Collected data
--
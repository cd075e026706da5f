//! Resolve an application's full `Version` from config, bundle and env.

use std::path::Path;

use crate::helpers::bundle::ResourceBundle;
use crate::helpers::source::{EnvSource, MetadataSource};
use crate::types::config::Config;
use crate::types::error::AutorevError;
use crate::types::vcs::VersionControlInfo;
use crate::types::version::Version;

/// Resolve the version of an application whose resources live in `base_dir`.
///
/// The version and build strings must be valid. Revision metadata is best
/// effort: a missing or malformed resource leaves `version_control` as `None`.
pub fn resolve(
    config: &Config,
    base_dir: impl AsRef<Path>,
    app_version: Option<&str>,
    app_build: Option<&str>,
) -> Result<Version, AutorevError> {
    resolve_with_env(config, base_dir, app_version, app_build, EnvSource::from_env())
}

/// Like [`resolve`], with an explicit environment snapshot for the fallback.
pub fn resolve_with_env(
    config: &Config,
    base_dir: impl AsRef<Path>,
    app_version: Option<&str>,
    app_build: Option<&str>,
    env: EnvSource,
) -> Result<Version, AutorevError> {
    let version_control = lookup_version_control(config, base_dir.as_ref(), env);
    let version = Version::compose(app_version, app_build, version_control)?;
    log::info!(
        "Resolved version {} build {}{}",
        version.semver,
        version.build,
        match &version.version_control {
            Some(vcs) => format!(" at {} {}", vcs.vcs_type, vcs.hash.short(12)),
            None => String::new(),
        }
    );
    Ok(version)
}

fn lookup_version_control(
    config: &Config,
    base_dir: &Path,
    env: EnvSource,
) -> Option<VersionControlInfo> {
    let bundle = ResourceBundle::new(config.resolved_search_paths(base_dir));

    let source: Box<dyn MetadataSource> = match bundle.require(&config.resource_name) {
        Ok(file) => Box::new(file),
        Err(e) if config.env_fallback && !env.is_empty() => {
            log::debug!("{}, falling back to environment", e);
            Box::new(env)
        }
        Err(e) => {
            log::debug!("No autorevision metadata for {}: {}", base_dir.display(), e);
            return None;
        }
    };

    match VersionControlInfo::from_source(source.as_ref()) {
        Ok(info) => Some(info),
        Err(e) => {
            log::warn!(
                "Ignoring autorevision metadata from {}: {}",
                source.describe(),
                e
            );
            None
        }
    }
}
//! Temporary resource bundle for tests.

use fs_err as fs;
use serde_json::Value;
use std::path::{Path, PathBuf};
use tempfile::TempDir;

/// A temporary directory standing in for an application's resources.
///
/// The directory is automatically cleaned up when dropped.
pub struct TestBundle {
    /// Temporary directory containing the bundle.
    _temp: TempDir,
    /// Path to the bundle root.
    root: PathBuf,
}

impl TestBundle {
    /// Create a new, empty bundle.
    pub fn new() -> Result<Self, TestBundleError> {
        let temp = TempDir::new()?;
        let root = temp.path().to_path_buf();
        Ok(Self { _temp: temp, root })
    }

    /// Get the bundle root path.
    pub fn root(&self) -> &Path {
        &self.root
    }

    /// Get the absolute path for a relative path.
    pub fn path(&self, rel_path: &str) -> PathBuf {
        self.root.join(rel_path)
    }

    /// Create a subdirectory (and its parents).
    pub fn create_dir(&self, rel_path: &str) -> Result<PathBuf, TestBundleError> {
        let path = self.root.join(rel_path);
        fs::create_dir_all(&path)?;
        Ok(path)
    }

    /// Write a file to the bundle.
    pub fn write_file(&self, rel_path: &str, contents: &[u8]) -> Result<PathBuf, TestBundleError> {
        let path = self.root.join(rel_path);
        if let Some(parent) = path.parent() {
            fs::create_dir_all(parent)?;
        }
        fs::write(&path, contents)?;
        Ok(path)
    }

    /// Write a JSON metadata document to the bundle.
    pub fn write_metadata(&self, rel_path: &str, value: &Value) -> Result<PathBuf, TestBundleError> {
        let json = serde_json::to_vec_pretty(value)?;
        self.write_file(rel_path, &json)
    }

    /// Write an `autorev.toml` config at `rel_dir` (use `""` for the root).
    pub fn write_config(&self, rel_dir: &str, toml: &str) -> Result<PathBuf, TestBundleError> {
        let rel_path = if rel_dir.is_empty() {
            "autorev.toml".to_string()
        } else {
            format!("{}/autorev.toml", rel_dir.trim_end_matches('/'))
        };
        self.write_file(&rel_path, toml.as_bytes())
    }
}

/// Error type for TestBundle operations.
#[derive(Debug)]
pub enum TestBundleError {
    /// I/O error.
    Io(std::io::Error),
    /// JSON serialization error.
    Json(serde_json::Error),
}

impl std::fmt::Display for TestBundleError {
    fn fmt(&self, f: &mut std::fmt::Formatter<'_>) -> std::fmt::Result {
        match self {
            TestBundleError::Io(e) => write!(f, "I/O error: {}", e),
            TestBundleError::Json(e) => write!(f, "JSON error: {}", e),
        }
    }
}

impl std::error::Error for TestBundleError {}

impl From<std::io::Error> for TestBundleError {
    fn from(e: std::io::Error) -> Self {
        TestBundleError::Io(e)
    }
}

impl From<serde_json::Error> for TestBundleError {
    fn from(e: serde_json::Error) -> Self {
        TestBundleError::Json(e)
    }
}
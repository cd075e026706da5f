//! Timestamp parsing for `VCS_DATE`.

use chrono::{DateTime, FixedOffset};

/// ISO 8601 with a colon-less offset, which is what autorevision writes.
const ISO8601_COMPACT_OFFSET: &str = "%Y-%m-%dT%H:%M:%S%z";

/// Parse an RFC 3339 timestamp, keeping its UTC offset.
///
/// Also accepts offsets written without a colon (`2016-05-13T11:14:55-0700`).
/// Returns `None` for anything else.
pub fn parse_rfc3339(s: &str) -> Option<DateTime<FixedOffset>> {
    let s = s.trim();
    DateTime::parse_from_rfc3339(s)
        .or_else(|_| DateTime::parse_from_str(s, ISO8601_COMPACT_OFFSET))
        .ok()
}
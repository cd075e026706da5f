//! autorev configuration, stored in `autorev.toml`.

use fs_err as fs;
use serde::{Deserialize, Serialize};
use std::path::{Path, PathBuf};

use crate::types::error::AutorevError;

pub const CONFIG_FILE_NAME: &str = "autorev.toml";
pub const DEFAULT_RESOURCE_NAME: &str = "autorevision.json";

fn default_resource_name() -> String {
    DEFAULT_RESOURCE_NAME.to_string()
}

fn default_env_fallback() -> bool {
    true
}

/// Where to find the autorevision metadata for an application.
#[derive(Debug, Clone, PartialEq, Eq, Serialize, Deserialize)]
#[serde(deny_unknown_fields)]
pub struct Config {
    /// File name of the metadata resource.
    #[serde(default = "default_resource_name")]
    pub resource_name: String,

    /// Directories searched for the resource, in order. Relative entries are
    /// resolved against the base directory; an empty list means the base
    /// directory itself.
    #[serde(default)]
    pub search_paths: Vec<PathBuf>,

    /// Read `VCS_*` environment variables when no resource file is found.
    #[serde(default = "default_env_fallback")]
    pub env_fallback: bool,
}

impl Default for Config {
    fn default() -> Self {
        Self {
            resource_name: default_resource_name(),
            search_paths: Vec::new(),
            env_fallback: default_env_fallback(),
        }
    }
}

impl Config {
    /// Load configuration from a TOML file.
    pub fn load(path: impl AsRef<Path>) -> Result<Self, AutorevError> {
        let path = path.as_ref();
        let content = fs::read_to_string(path)?;
        let config: Config = toml::from_str(&content)?;
        config.validate()?;
        Ok(config)
    }

    /// Find `autorev.toml` in `start_dir` or the closest ancestor holding one.
    ///
    /// A relative `start_dir` is canonicalized first, so the walk reaches the
    /// filesystem root and the returned base directory is absolute. Returns
    /// `None` if no config file exists up to the root.
    pub fn find(start_dir: impl AsRef<Path>) -> Option<Result<(Self, PathBuf), AutorevError>> {
        let start_dir = start_dir.as_ref();
        let start = if start_dir.is_absolute() {
            start_dir.to_path_buf()
        } else {
            match fs::canonicalize(start_dir) {
                Ok(p) => p,
                Err(e) => return Some(Err(e.into())),
            }
        };
        let mut dir = start.as_path();
        log::debug!("Searching for {} starting from {}", CONFIG_FILE_NAME, dir.display());

        loop {
            let config_path = dir.join(CONFIG_FILE_NAME);
            if config_path.is_file() {
                log::debug!("Found config at {}", config_path.display());
                return Some(Self::load(&config_path).map(|c| (c, dir.to_path_buf())));
            }
            dir = dir.parent()?;
        }
    }

    /// Save configuration to `directory/autorev.toml`.
    pub fn save(&self, directory: impl AsRef<Path>) -> Result<PathBuf, AutorevError> {
        self.validate()?;
        let config_path = directory.as_ref().join(CONFIG_FILE_NAME);
        let content = toml::to_string_pretty(self)?;
        fs::write(&config_path, content)?;
        log::info!("Configuration saved to {}", config_path.display());
        Ok(config_path)
    }

    /// Search directories with relative entries joined to `base_dir`.
    pub fn resolved_search_paths(&self, base_dir: &Path) -> Vec<PathBuf> {
        if self.search_paths.is_empty() {
            return vec![base_dir.to_path_buf()];
        }
        self.search_paths
            .iter()
            .map(|p| {
                if p.is_absolute() {
                    p.clone()
                } else {
                    base_dir.join(p)
                }
            })
            .collect()
    }

    fn validate(&self) -> Result<(), AutorevError> {
        let name = self.resource_name.trim();
        if name.is_empty() {
            return Err(AutorevError::config("resource_name must not be empty"));
        }
        if name != self.resource_name {
            return Err(AutorevError::config(format!(
                "resource_name must not have surrounding whitespace, got {:?}",
                self.resource_name
            )));
        }
        if Path::new(name).components().count() != 1 {
            return Err(AutorevError::config(format!(
                "resource_name must be a bare file name, got {:?}",
                self.resource_name
            )));
        }
        Ok(())
    }
}

#[cfg(test)]
mod tests {
    use super::*;

    #[test]
    fn defaults() {
        let config = Config::default();
        assert_eq!(config.resource_name, "autorevision.json");
        assert!(config.search_paths.is_empty());
        assert!(config.env_fallback);
    }

    #[test]
    fn empty_file_uses_defaults() {
        let config: Config = toml::from_str("").unwrap();
        assert_eq!(config, Config::default());
    }

    #[test]
    fn save_and_find_roundtrip() {
        let tmp = tempfile::tempdir().unwrap();
        let nested = tmp.path().join("a").join("b");
        fs::create_dir_all(&nested).unwrap();

        let config = Config {
            resource_name: "rev.json".to_string(),
            search_paths: vec![PathBuf::from("resources"), PathBuf::from("/opt/app")],
            env_fallback: false,
        };
        config.save(tmp.path()).unwrap();

        let (found, base) = Config::find(&nested).unwrap().unwrap();
        assert_eq!(found, config);
        assert_eq!(base, tmp.path());
    }

    #[test]
    fn find_returns_none_without_config_file() {
        let tmp = tempfile::tempdir().unwrap();
        // An ancestor of the temp dir could hold a config; only check the
        // negative case when none does.
        if tmp.path().ancestors().all(|d| !d.join(CONFIG_FILE_NAME).exists()) {
            assert!(Config::find(tmp.path()).is_none());
        }
    }

    #[test]
    fn unknown_keys_and_bad_names_are_rejected() {
        let tmp = tempfile::tempdir().unwrap();
        let path = tmp.path().join(CONFIG_FILE_NAME);

        fs::write(&path, "resource = \"x.json\"\n").unwrap();
        assert_eq!(Config::load(&path).unwrap_err().error_type(), "toml_error");

        fs::write(&path, "resource_name = \"../x.json\"\n").unwrap();
        assert_eq!(Config::load(&path).unwrap_err().error_type(), "config_error");

        fs::write(&path, "resource_name = \"  \"\n").unwrap();
        assert_eq!(Config::load(&path).unwrap_err().error_type(), "config_error");
    }

    #[test]
    fn padded_resource_names_are_rejected() {
        let tmp = tempfile::tempdir().unwrap();
        let path = tmp.path().join(CONFIG_FILE_NAME);

        for name in [" rev.json", "rev.json ", "\trev.json"] {
            fs::write(&path, format!("resource_name = {:?}\n", name)).unwrap();
            let err = Config::load(&path).unwrap_err();
            assert_eq!(err.error_type(), "config_error", "{:?}", name);
            assert!(err.to_string().contains("whitespace"));

            let config = Config {
                resource_name: name.to_string(),
                ..Config::default()
            };
            assert!(config.save(tmp.path()).is_err());
        }
    }

    #[test]
    fn relative_search_paths_resolve_against_base() {
        let config = Config {
            search_paths: vec![PathBuf::from("res"), PathBuf::from("/abs")],
            ..Config::default()
        };
        let base = Path::new("/app");
        assert_eq!(
            config.resolved_search_paths(base),
            vec![PathBuf::from("/app/res"), PathBuf::from("/abs")]
        );
        assert_eq!(
            Config::default().resolved_search_paths(base),
            vec![PathBuf::from("/app")]
        );
    }
}
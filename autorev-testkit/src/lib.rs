//! autorev Test Kit - fixtures and temporary bundles.
//!
//! This crate deliberately does not depend on `autorev-core`: it only deals
//! in raw JSON values and files, so the decoder under test is never used to
//! build its own inputs.
//!
//! # Key Types
//!
//! - [`fixtures`]: Complete and minimal `VCS_*` mappings per backend
//! - [`TestBundle`]: Temp directory with metadata and config files
//!
//! # Example
//!
//! ```no_run
//! use autorev_testkit::{fixtures, TestBundle};
//!
//! let bundle = TestBundle::new().unwrap();
//! bundle.write_metadata("autorevision.json", &fixtures::git()).unwrap();
//! assert!(bundle.path("autorevision.json").exists());
//! ```

pub mod fixtures;
mod bundle;

pub use bundle::{TestBundle, TestBundleError};
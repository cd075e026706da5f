//! Build script for autorev-core.
//!
//! Sets compile-time environment variables so the library can report its own
//! provenance:
//! - `AUTOREV_VERSION`: Package version (from Cargo.toml or env)
//! - `AUTOREV_BUILD_NUMBER`: CI build number (from env, `0` for local builds)

fn main() {
    println!("cargo:rerun-if-env-changed=AUTOREV_VERSION");
    println!("cargo:rerun-if-env-changed=AUTOREV_BUILD_NUMBER");

    // Set AUTOREV_VERSION (use env var if set, otherwise Cargo.toml version)
    let version = std::env::var("AUTOREV_VERSION")
        .unwrap_or_else(|_| env!("CARGO_PKG_VERSION").to_string());
    println!("cargo:rustc-env=AUTOREV_VERSION={}", version);

    let build = std::env::var("AUTOREV_BUILD_NUMBER")
        .ok()
        .filter(|b| !b.trim().is_empty())
        .unwrap_or_else(|| "0".to_string());
    println!("cargo:rustc-env=AUTOREV_BUILD_NUMBER={}", build);
}
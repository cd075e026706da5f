//! Hex-encoded content identifier (commit hash, repository uuid).

use serde::{Deserialize, Deserializer, Serialize, Serializer};
use std::fmt;
use std::str::FromStr;

use crate::types::error::HashError;

/// A validated hex string.
///
/// Both upper and lower case digits are accepted and the case is kept as
/// written; equality and ordering compare the exact string, so `ABC` and
/// `abc` are different hashes.
#[derive(Debug, Clone, PartialEq, Eq, PartialOrd, Ord, Hash)]
pub struct Hash(String);

impl Hash {
    /// Parse a hash, rejecting empty input and non-hex characters.
    pub fn parse(s: &str) -> Result<Self, HashError> {
        if s.is_empty() {
            return Err(HashError::Empty);
        }
        if let Some((index, found)) = s.char_indices().find(|(_, c)| !c.is_ascii_hexdigit()) {
            return Err(HashError::InvalidDigit { index, found });
        }
        Ok(Self(s.to_string()))
    }

    pub fn as_str(&self) -> &str {
        &self.0
    }

    /// The first `len` hex digits (the whole hash if it is shorter).
    pub fn short(&self, len: usize) -> &str {
        // Validated input is ASCII, so any index is a char boundary.
        &self.0[..len.min(self.0.len())]
    }
}

impl fmt::Display for Hash {
    fn fmt(&self, f: &mut fmt::Formatter<'_>) -> fmt::Result {
        f.write_str(&self.0)
    }
}

impl FromStr for Hash {
    type Err = HashError;

    fn from_str(s: &str) -> Result<Self, Self::Err> {
        Hash::parse(s)
    }
}

impl TryFrom<String> for Hash {
    type Error = HashError;

    fn try_from(s: String) -> Result<Self, Self::Error> {
        Hash::parse(&s)
    }
}

impl AsRef<str> for Hash {
    fn as_ref(&self) -> &str {
        &self.0
    }
}

impl Serialize for Hash {
    fn serialize<S>(&self, serializer: S) -> Result<S::Ok, S::Error>
    where
        S: Serializer,
    {
        serializer.serialize_str(&self.0)
    }
}

impl<'de> Deserialize<'de> for Hash {
    fn deserialize<D>(deserializer: D) -> Result<Self, D::Error>
    where
        D: Deserializer<'de>,
    {
        let s = String::deserialize(deserializer)?;
        Hash::parse(&s).map_err(serde::de::Error::custom)
    }
}
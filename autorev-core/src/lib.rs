//! autorev Core Library
//!
//! Build provenance from autorevision metadata: decodes the `VCS_*` mapping
//! the autorevision tool writes at build time and joins it with an
//! application's semantic version and build number.
//!
//! # Architecture
//!
//! - `types`: Core data types (SemVer, Hash, VersionControlInfo, Version, Config)
//! - `ops`: High-level operations (resolve)
//! - `helpers`: Low-level utilities (date parsing, metadata sources, bundle lookup)
//!
//! # Example
//!
//! ```
//! use autorev_core::{Version, VersionControlInfo};
//!
//! let info = VersionControlInfo::from_json_str(r#"{
//!     "VCS_BASENAME": "repo",
//!     "VCS_NUM": 4,
//!     "VCS_BRANCH": "main",
//!     "VCS_FULL_HASH": "abc123",
//!     "VCS_WC_MODIFIED": false
//! }"#).unwrap();
//!
//! let version = Version::compose(Some("1.2.3"), Some("4"), Some(info)).unwrap();
//! assert_eq!(version.semver.to_string(), "1.2.3");
//! assert_eq!(version.build, 4);
//! ```

pub mod helpers;
pub mod ops;
pub mod types;

// Re-export commonly used types at crate root
pub use types::{
    crate_version,
    AutorevError,
    ComposeError,
    Config,
    DecodeError,
    Hash,
    HashError,
    Identifier,
    SemVer,
    SemVerError,
    VcsType,
    Version,
    VersionControlInfo,
};

// Re-export operations at crate root
pub use ops::{resolve, resolve_with_env};

// Re-export helpers used at the crate boundary
pub use helpers::bundle::ResourceBundle;
pub use helpers::date::parse_rfc3339;
pub use helpers::source::{EnvSource, JsonBytes, JsonFile, MetadataSource};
--
REQUIRED ACTION:
Output the number of lines above holding the word "VersionControlInfo", and nothing besides it.

SOLUTION TO THE EXERCISE:
7